La nómina de toreros recientemente heridos es abrumadora. El toro, imprevisible, brutal y majestuoso, coloca al ser humano frente a la verdad absoluta: la vida o la muerte, el éxito o la tragedia. En un mundo en el que impera el postureo, la inmediatez y lo banal, la tauromaquia persiste como baluarte de lo auténtico, del esfuerzo y de lo profundo.

Murió el novillero peruano Álex Gabino a causa del percance que sufrió el 2 de septiembre, cuando recibió una cornada en el muslo, otra en el abdomen y una tercera en la axila. También falleció el forcado Manuel Maria Trindade tras haber sido herido durante la corrida de toros celebrada el 22 agosto en Lisboa. 24 días después de la cornada sufrida en agosto en Pontevedra, Morante reapareció en Melilla. El 3 de septiembre, el matador colombiano Juan de Castilla abandonó el hospital después de que un toro le infiriera dos graves cornadas en Bayona. En la misma plaza, también fue doblemente corneado Molina, que pidió el alta voluntaria para estar en la feria de Albacete nueve días después. El 29 de agosto, Román sufrió una aparatosa voltereta en Requena que le ocasionó varias fracturas y fisuras en las costillas.

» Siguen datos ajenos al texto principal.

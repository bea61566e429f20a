//! Export loading.
//!
//! This module reads the JSON usage exports written by the provider sync
//! tool and converts them into typed daily records. A path may name a single
//! export file or a directory of them.

use crate::models::{DailyRecord, ModelUsage, Provider, TokenCounts};
use chrono::{DateTime, NaiveDate, Utc};
use serde::{Deserialize, Deserializer};
use serde_json::Value;
use std::collections::BTreeMap;
use std::fs;
use std::path::{Path, PathBuf};
use thiserror::Error;
use tracing::{debug, info, warn};
use walkdir::WalkDir;

/// Errors raised while loading exports.
#[derive(Debug, Error)]
pub enum LoadError {
    #[error("Input not found: {0}")]
    NotFound(PathBuf),

    #[error("Failed to read {path}")]
    Io {
        path: PathBuf,
        #[source]
        source: std::io::Error,
    },

    #[error("Failed to parse {path}")]
    Parse {
        path: PathBuf,
        #[source]
        source: serde_json::Error,
    },

    #[error("No .json exports found in {0}")]
    NoExports(PathBuf),

    #[error("Failed to walk input directory")]
    Walk(#[from] walkdir::Error),
}

/// Raw token/cost fields of one day, as written by the exporter.
///
/// Every field is lenient: values of the wrong type read as missing.
#[derive(Debug, Clone, Default, Deserialize)]
#[serde(rename_all = "camelCase")]
pub struct RawDailyRecord {
    #[serde(default, deserialize_with = "lenient_text")]
    pub date: Option<String>,
    #[serde(default, alias = "input_tokens", deserialize_with = "lenient_count")]
    pub input_tokens: Option<u64>,
    #[serde(default, alias = "output_tokens", deserialize_with = "lenient_count")]
    pub output_tokens: Option<u64>,
    #[serde(
        default,
        alias = "cacheCreationInputTokens",
        alias = "cache_creation_tokens",
        deserialize_with = "lenient_count"
    )]
    pub cache_creation_tokens: Option<u64>,
    #[serde(
        default,
        alias = "cacheReadInputTokens",
        alias = "cache_read_tokens",
        deserialize_with = "lenient_count"
    )]
    pub cache_read_tokens: Option<u64>,
    #[serde(default, alias = "total_tokens", deserialize_with = "lenient_count")]
    pub total_tokens: Option<u64>,
    #[serde(
        default,
        alias = "cost",
        alias = "costUSD",
        alias = "total_cost",
        deserialize_with = "lenient_cost"
    )]
    pub total_cost: Option<f64>,
    #[serde(default, alias = "models", deserialize_with = "lenient_names")]
    pub models_used: Vec<String>,
    #[serde(default, deserialize_with = "lenient_breakdowns")]
    pub model_breakdowns: Vec<RawModelBreakdown>,
}

/// Per-model slice of a raw day.
#[derive(Debug, Clone, Default, Deserialize)]
#[serde(rename_all = "camelCase")]
pub struct RawModelBreakdown {
    #[serde(default, alias = "model", deserialize_with = "lenient_text")]
    pub model_name: Option<String>,
    #[serde(default, deserialize_with = "lenient_count")]
    pub input_tokens: Option<u64>,
    #[serde(default, deserialize_with = "lenient_count")]
    pub output_tokens: Option<u64>,
    #[serde(default, alias = "cacheCreationInputTokens", deserialize_with = "lenient_count")]
    pub cache_creation_tokens: Option<u64>,
    #[serde(default, alias = "cacheReadInputTokens", deserialize_with = "lenient_count")]
    pub cache_read_tokens: Option<u64>,
    #[serde(
        default,
        alias = "totalCost",
        alias = "costUSD",
        deserialize_with = "lenient_cost"
    )]
    pub cost: Option<f64>,
}

fn lenient_count<'de, D>(deserializer: D) -> Result<Option<u64>, D::Error>
where
    D: Deserializer<'de>,
{
    Ok(match Option::<Value>::deserialize(deserializer)? {
        Some(Value::Number(n)) => n.as_u64().or_else(|| {
            n.as_f64()
                .filter(|f| f.is_finite() && *f >= 0.0)
                .map(|f| f.round() as u64)
        }),
        Some(Value::String(s)) => s.trim().parse().ok(),
        _ => None,
    })
}

fn lenient_cost<'de, D>(deserializer: D) -> Result<Option<f64>, D::Error>
where
    D: Deserializer<'de>,
{
    Ok(match Option::<Value>::deserialize(deserializer)? {
        Some(Value::Number(n)) => n.as_f64(),
        Some(Value::String(s)) => s.trim().parse().ok(),
        _ => None,
    }
    .filter(|f| f.is_finite()))
}

/// Strings pass through; numbers keep their text so a bad date can be reported.
fn lenient_text<'de, D>(deserializer: D) -> Result<Option<String>, D::Error>
where
    D: Deserializer<'de>,
{
    Ok(match Option::<Value>::deserialize(deserializer)? {
        Some(Value::String(s)) => Some(s),
        Some(Value::Number(n)) => Some(n.to_string()),
        _ => None,
    })
}

fn lenient_names<'de, D>(deserializer: D) -> Result<Vec<String>, D::Error>
where
    D: Deserializer<'de>,
{
    Ok(match Option::<Value>::deserialize(deserializer)? {
        Some(Value::Array(items)) => items
            .into_iter()
            .filter_map(|item| match item {
                Value::String(s) => Some(s),
                _ => None,
            })
            .collect(),
        _ => Vec::new(),
    })
}

fn lenient_breakdowns<'de, D>(deserializer: D) -> Result<Vec<RawModelBreakdown>, D::Error>
where
    D: Deserializer<'de>,
{
    Ok(match Option::<Value>::deserialize(deserializer)? {
        Some(Value::Array(items)) => items
            .iter()
            .filter_map(|item| RawModelBreakdown::deserialize(item).ok())
            .collect(),
        _ => Vec::new(),
    })
}

/// A provider section: either `{ "daily": [...] }` or a bare array.
///
/// Records stay as raw JSON so one malformed day can be skipped on its own.
#[derive(Debug, Clone, Deserialize)]
#[serde(untagged)]
pub enum RawProviderSection {
    Object {
        #[serde(default)]
        daily: Option<Vec<Value>>,
    },
    Array(Vec<Value>),
}

impl RawProviderSection {
    fn into_daily(self) -> Vec<Value> {
        match self {
            RawProviderSection::Object { daily } => daily.unwrap_or_default(),
            RawProviderSection::Array(daily) => daily,
        }
    }
}

/// A complete export document.
///
/// Provider sections are kept as raw JSON until `provider_records` checks
/// the key, so sections from unknown tools never fail the whole file.
#[derive(Debug, Clone, Default, Deserialize)]
#[serde(rename_all = "camelCase")]
pub struct ExportDocument {
    #[serde(default, deserialize_with = "lenient_text")]
    pub generated_at: Option<String>,
    pub providers: BTreeMap<String, Value>,
}

impl ExportDocument {
    /// Fold another document into this one; same-named providers are concatenated.
    pub fn absorb(&mut self, other: ExportDocument) {
        for (key, section) in other.providers {
            match self.providers.remove(&key) {
                Some(existing) => {
                    let mut daily = section_daily(&key, &existing);
                    daily.extend(section_daily(&key, &section));
                    self.providers.insert(key, Value::Array(daily));
                }
                None => {
                    self.providers.insert(key, section);
                }
            }
        }

        self.generated_at = match (self.generated_at.take(), other.generated_at) {
            (Some(a), Some(b)) => Some(a.max(b)),
            (a, b) => a.or(b),
        };
    }

    /// Typed records per provider.
    ///
    /// Unknown providers, malformed sections and records with unusable dates
    /// are skipped.
    pub fn provider_records(&self) -> Vec<(Provider, Vec<DailyRecord>)> {
        let mut out: BTreeMap<Provider, Vec<DailyRecord>> = BTreeMap::new();

        for (key, section) in &self.providers {
            let provider: Provider = match key.parse() {
                Ok(p) => p,
                Err(e) => {
                    warn!("Skipping provider section '{}': {}", key, e);
                    continue;
                }
            };

            let raw = match RawProviderSection::deserialize(section) {
                Ok(section) => section.into_daily(),
                Err(e) => {
                    warn!("Skipping malformed {} section: {}", provider, e);
                    continue;
                }
            };

            let records = out.entry(provider).or_default();
            for value in &raw {
                let record = match RawDailyRecord::deserialize(value) {
                    Ok(r) => r,
                    Err(e) => {
                        warn!("Skipping malformed {} record: {}", provider, e);
                        continue;
                    }
                };
                match convert_record(&record) {
                    Some(r) => records.push(r),
                    None => warn!(
                        "Skipping {} record with invalid date: {:?}",
                        provider, record.date
                    ),
                }
            }
            debug!("{}: {} daily records", provider, records.len());
        }

        out.into_iter().collect()
    }
}

fn section_daily(key: &str, section: &Value) -> Vec<Value> {
    match RawProviderSection::deserialize(section) {
        Ok(section) => section.into_daily(),
        Err(e) => {
            warn!("Dropping malformed '{}' section while merging: {}", key, e);
            Vec::new()
        }
    }
}

/// Parse `YYYY-MM-DD`, or an RFC 3339 timestamp truncated to its UTC date.
pub fn parse_record_date(value: &str) -> Option<NaiveDate> {
    let value = value.trim();
    if let Ok(date) = NaiveDate::parse_from_str(value, "%Y-%m-%d") {
        return Some(date);
    }
    DateTime::parse_from_rfc3339(value)
        .ok()
        .map(|dt| dt.with_timezone(&Utc).date_naive())
}

fn convert_record(raw: &RawDailyRecord) -> Option<DailyRecord> {
    let date = parse_record_date(raw.date.as_deref()?)?;

    let tokens = TokenCounts {
        input_tokens: raw.input_tokens.unwrap_or(0),
        output_tokens: raw.output_tokens.unwrap_or(0),
        cache_creation_tokens: raw.cache_creation_tokens.unwrap_or(0),
        cache_read_tokens: raw.cache_read_tokens.unwrap_or(0),
    };

    let breakdowns: Vec<ModelUsage> = raw
        .model_breakdowns
        .iter()
        .filter_map(|b| {
            let model = b.model_name.as_deref()?.trim();
            if model.is_empty() {
                return None;
            }
            Some(ModelUsage {
                model: model.to_string(),
                tokens: TokenCounts {
                    input_tokens: b.input_tokens.unwrap_or(0),
                    output_tokens: b.output_tokens.unwrap_or(0),
                    cache_creation_tokens: b.cache_creation_tokens.unwrap_or(0),
                    cache_read_tokens: b.cache_read_tokens.unwrap_or(0),
                },
                cost: b.cost.unwrap_or(0.0),
            })
        })
        .collect();

    let mut record = DailyRecord::new(date);
    record.tokens = tokens;
    record.total_tokens = raw.total_tokens.unwrap_or(0).max(tokens.total());
    record.cost = raw.total_cost.unwrap_or(0.0);

    let names: Vec<String> = raw
        .models_used
        .iter()
        .map(|m| m.trim().to_string())
        .filter(|m| !m.is_empty())
        .chain(breakdowns.iter().map(|b| b.model.clone()))
        .collect();
    crate::models::union_models(&mut record.models, &names);
    crate::models::merge_breakdowns(&mut record.breakdowns, &breakdowns);

    Some(record)
}

/// Read a single export file.
///
/// A file holding just one provider section is keyed by its file stem
/// (e.g. `codex.json`).
pub fn load_export(path: &Path) -> Result<ExportDocument, LoadError> {
    let content = fs::read_to_string(path).map_err(|source| LoadError::Io {
        path: path.to_path_buf(),
        source,
    })?;

    let parse_error = |source| LoadError::Parse {
        path: path.to_path_buf(),
        source,
    };
    let value: Value = serde_json::from_str(&content).map_err(parse_error)?;

    if value.get("providers").is_some() {
        return ExportDocument::deserialize(&value).map_err(parse_error);
    }

    let key = path
        .file_stem()
        .and_then(|s| s.to_str())
        .unwrap_or_default()
        .to_string();
    let mut doc = ExportDocument::default();
    doc.providers.insert(key, value);
    Ok(doc)
}

/// Load a file, or every `*.json` export under a directory.
pub fn load_path(path: &Path) -> Result<ExportDocument, LoadError> {
    if !path.exists() {
        return Err(LoadError::NotFound(path.to_path_buf()));
    }

    if path.is_file() {
        info!("Loading export: {}", path.display());
        return load_export(path);
    }

    let mut files: Vec<PathBuf> = Vec::new();
    let walker = WalkDir::new(path)
        .into_iter()
        .filter_entry(|e| e.depth() == 0 || !is_hidden(e.file_name().to_str()));

    for entry in walker {
        let entry = entry?;
        let is_json = entry
            .path()
            .extension()
            .and_then(|e| e.to_str())
            .is_some_and(|e| e.eq_ignore_ascii_case("json"));
        if entry.file_type().is_file() && is_json {
            files.push(entry.into_path());
        }
    }

    if files.is_empty() {
        return Err(LoadError::NoExports(path.to_path_buf()));
    }

    files.sort();
    info!("Loading {} exports from {}", files.len(), path.display());

    let mut merged = ExportDocument::default();
    for file in &files {
        debug!("Reading {}", file.display());
        merged.absorb(load_export(file)?);
    }

    Ok(merged)
}

fn is_hidden(name: Option<&str>) -> bool {
    name.is_some_and(|n| n.starts_with('.'))
}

El novillero mexicano Bruno Aloi, recibió dos cornadas en El Álamo, una de 30 y 20 cm. en el muslo derecho y otra en el izquierdo que arrancó la safena. El novillero Tomás González sufrió una cornada desde la pleura al esternón con afectación del pulmón, lo que le produjo un neumotórax.
El 12 de agosto, Daniel Artazos, becerrista aragonés de la Escuela de Tauromaquia de Valencia, fue volteado en Málaga, lo que acabó comportándole la sustitución de una vértebra. Antonio Ferrera, Mario Vilau, Gonzalo Capdevila, o los mexicanos Elena Martínez y Paco de La Peña, también forman parte de la amplia nómina de toreros recientemente heridos. Y es que el toro no entiende de nacionalidades, escalafones o sexos.
En un mundo en el que impera el postureo, la inmediatez y lo banal, la tauromaquia persiste como baluarte de lo auténtico, del esfuerzo y de lo profundo. Mientras en la sociedad contemporánea todo parece reducirse a la apariencia, a la imagen cuidadosamente filtrada en una red social o a la búsqueda de gratificaciones instantáneas, la arena del ruedo sigue siendo un territorio en el que no caben disfraces ni artificios. El toro, imprevisible, brutal y majestuoso, coloca al torero frente a la verdad absoluta: la vida o la muerte, el éxito o la tragedia.
La tauromaquia representa una anomalía en este tiempo en el que todo se vuelve efímero. Aquí la memoria se prolonga durante generaciones, los nombres se inscriben en la historia y los gestos se elevan a la categoría de mitos. Un torero que se juega la vida ante un animal de más de 500 kilos no busca “likes” ni seguidores; busca la gloria, esa noción arcaica y solemne que parece fuera de lugar en la modernidad, pero que sigue siendo motor de sacrificio.
Por eso, cuando muere un forcado, un matador es corneado o un joven novillero se recupera de una cornada que le atraviesa el pulmón, lo que se pone de manifiesto no es la anécdota, sino el recordatorio de que la autenticidad aún resiste. La tauromaquia es incómoda precisamente porque no admite edulcorantes, sino que pone sobre la mesa el dolor, el riesgo, la sangre y el coraje. Y en esa incomodidad radica su profundidad.
En una época que premia lo instantáneo, el toreo apuesta por la lentitud; en una sociedad obsesionada por la apariencia, el ruedo revela la verdad desnuda; en un sistema que margina el sacrificio, el torero construye su identidad a base de entrega y disciplina. Frente al ruido superficial, la tauromaquia encarna todavía un lenguaje de silencio y de verdad que, guste o no, sigue interpelando al ser humano en lo más hondo.